> INSTRUCTIONS FOR THE TASK
Whatever appears in the entries must be given again exactly.
++++++++++
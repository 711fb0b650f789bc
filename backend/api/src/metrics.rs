use once_cell::sync::Lazy;
use prometheus::{
    opts, Encoder, HistogramOpts, HistogramVec, IntCounterVec, IntGauge, Registry, TextEncoder,
};

macro_rules! counter_vec {
    ($name:expr, $help:expr, $labels:expr) => {
        Lazy::new(|| IntCounterVec::new(opts!($name, $help), $labels).unwrap())
    };
}
macro_rules! histogram_vec {
    ($name:expr, $help:expr, $labels:expr) => {
        Lazy::new(|| {
            HistogramVec::new(HistogramOpts::new($name, $help).buckets(LATENCY_BUCKETS.to_vec()), $labels)
                .unwrap()
        })
    };
}
macro_rules! gauge {
    ($name:expr, $help:expr) => {
        Lazy::new(|| IntGauge::new($name, $help).unwrap())
    };
}

const LATENCY_BUCKETS: [f64; 12] = [
    0.0005, 0.001, 0.005, 0.01, 0.025, 0.05, 0.1, 0.25, 0.5, 1.0, 2.5, 5.0,
];

// ── HTTP ────────────────────────────────────────────────────────────────────
pub static HTTP_REQUESTS_TOTAL: Lazy<IntCounterVec> =
    counter_vec!("http_requests_total", "Total HTTP requests", &["method", "path", "status"]);
pub static HTTP_REQUEST_DURATION: Lazy<HistogramVec> =
    histogram_vec!("http_request_duration_seconds", "HTTP request latency", &["method", "path"]);

// ── Validation ──────────────────────────────────────────────────────────────
pub static VALIDATION_REQUESTS: Lazy<IntCounterVec> = counter_vec!(
    "validation_requests_total",
    "Requests run through the validation middleware",
    &["outcome"]
);
pub static VALIDATION_FIELD_FAILURES: Lazy<IntCounterVec> = counter_vec!(
    "validation_field_failures_total",
    "Individual field validation failures",
    &["field"]
);

// ── System ──────────────────────────────────────────────────────────────────
pub static PROCESS_START_TIME: Lazy<IntGauge> = gauge!("process_start_time_seconds", "Process start time");

pub fn register_all(r: &Registry) -> prometheus::Result<()> {
    r.register(Box::new(HTTP_REQUESTS_TOTAL.clone()))?;
    r.register(Box::new(HTTP_REQUEST_DURATION.clone()))?;
    r.register(Box::new(VALIDATION_REQUESTS.clone()))?;
    r.register(Box::new(VALIDATION_FIELD_FAILURES.clone()))?;
    r.register(Box::new(PROCESS_START_TIME.clone()))?;
    Ok(())
}

pub fn gather_metrics(r: &Registry) -> String {
    let encoder = TextEncoder::new();
    let families = r.gather();
    let mut buf = Vec::new();
    encoder.encode(&families, &mut buf).unwrap_or_default();
    String::from_utf8(buf).unwrap_or_default()
}

pub fn observe_http(method: &str, path: &str, status: u16, duration_secs: f64) {
    HTTP_REQUESTS_TOTAL
        .with_label_values(&[method, path, &status.to_string()])
        .inc();
    HTTP_REQUEST_DURATION
        .with_label_values(&[method, path])
        .observe(duration_secs);
}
++++++++++
> SOLVED PROBLEM
repository 711fb0b650f789bc
filename backend/api/src/metrics.rs
use once_cell::sync::Lazy;
use prometheus::{
    opts, Encoder, HistogramOpts, HistogramVec, IntCounterVec, IntGauge, Registry, TextEncoder,
};

macro_rules! counter_vec {
    ($name:expr, $help:expr, $labels:expr) => {
        Lazy::new(|| IntCounterVec::new(opts!($name, $help), $labels).unwrap())
    };
}
macro_rules! histogram_vec {
    ($name:expr, $help:expr, $labels:expr) => {
        Lazy::new(|| {
            HistogramVec::new(HistogramOpts::new($name, $help).buckets(LATENCY_BUCKETS.to_vec()), $labels)
                .unwrap()
        })
    };
}
macro_rules! gauge {
    ($name:expr, $help:expr) => {
        Lazy::new(|| IntGauge::new($name, $help).unwrap())
    };
}

const LATENCY_BUCKETS: [f64; 12] = [
    0.0005, 0.001, 0.005, 0.01, 0.025, 0.05, 0.1, 0.25, 0.5, 1.0, 2.5, 5.0,
];

// ── HTTP ────────────────────────────────────────────────────────────────────
pub static HTTP_REQUESTS_TOTAL: Lazy<IntCounterVec> =
    counter_vec!("http_requests_total", "Total HTTP requests", &["method", "path", "status"]);
pub static HTTP_REQUEST_DURATION: Lazy<HistogramVec> =
    histogram_vec!("http_request_duration_seconds", "HTTP request latency", &["method", "path"]);

// ── Validation ──────────────────────────────────────────────────────────────
pub static VALIDATION_REQUESTS: Lazy<IntCounterVec> = counter_vec!(
    "validation_requests_total",
    "Requests run through the validation middleware",
    &["outcome"]
);
pub static VALIDATION_FIELD_FAILURES: Lazy<IntCounterVec> = counter_vec!(
    "validation_field_failures_total",
    "Individual field validation failures",
    &["field"]
);

// ── System ──────────────────────────────────────────────────────────────────
pub static PROCESS_START_TIME: Lazy<IntGauge> = gauge!("process_start_time_seconds", "Process start time");

pub fn register_all(r: &Registry) -> prometheus::Result<()> {
    r.register(Box::new(HTTP_REQUESTS_TOTAL.clone()))?;
    r.register(Box::new(HTTP_REQUEST_DURATION.clone()))?;
    r.register(Box::new(VALIDATION_REQUESTS.clone()))?;
    r.register(Box::new(VALIDATION_FIELD_FAILURES.clone()))?;
    r.register(Box::new(PROCESS_START_TIME.clone()))?;
    Ok(())
}

pub fn gather_metrics(r: &Registry) -> String {
    let encoder = TextEncoder::new();
    let families = r.gather();
    let mut buf = Vec::new();
    encoder.encode(&families, &mut buf).unwrap_or_default();
    String::from_utf8(buf).unwrap_or_default()
}

pub fn observe_http(method: &str, path: &str, status: u16, duration_secs: f64) {
    HTTP_REQUESTS_TOTAL
        .with_label_values(&[method, path, &status.to_string()])
        .inc();
    HTTP_REQUEST_DURATION
        .with_label_values(&[method, path])
        .observe(duration_secs);
}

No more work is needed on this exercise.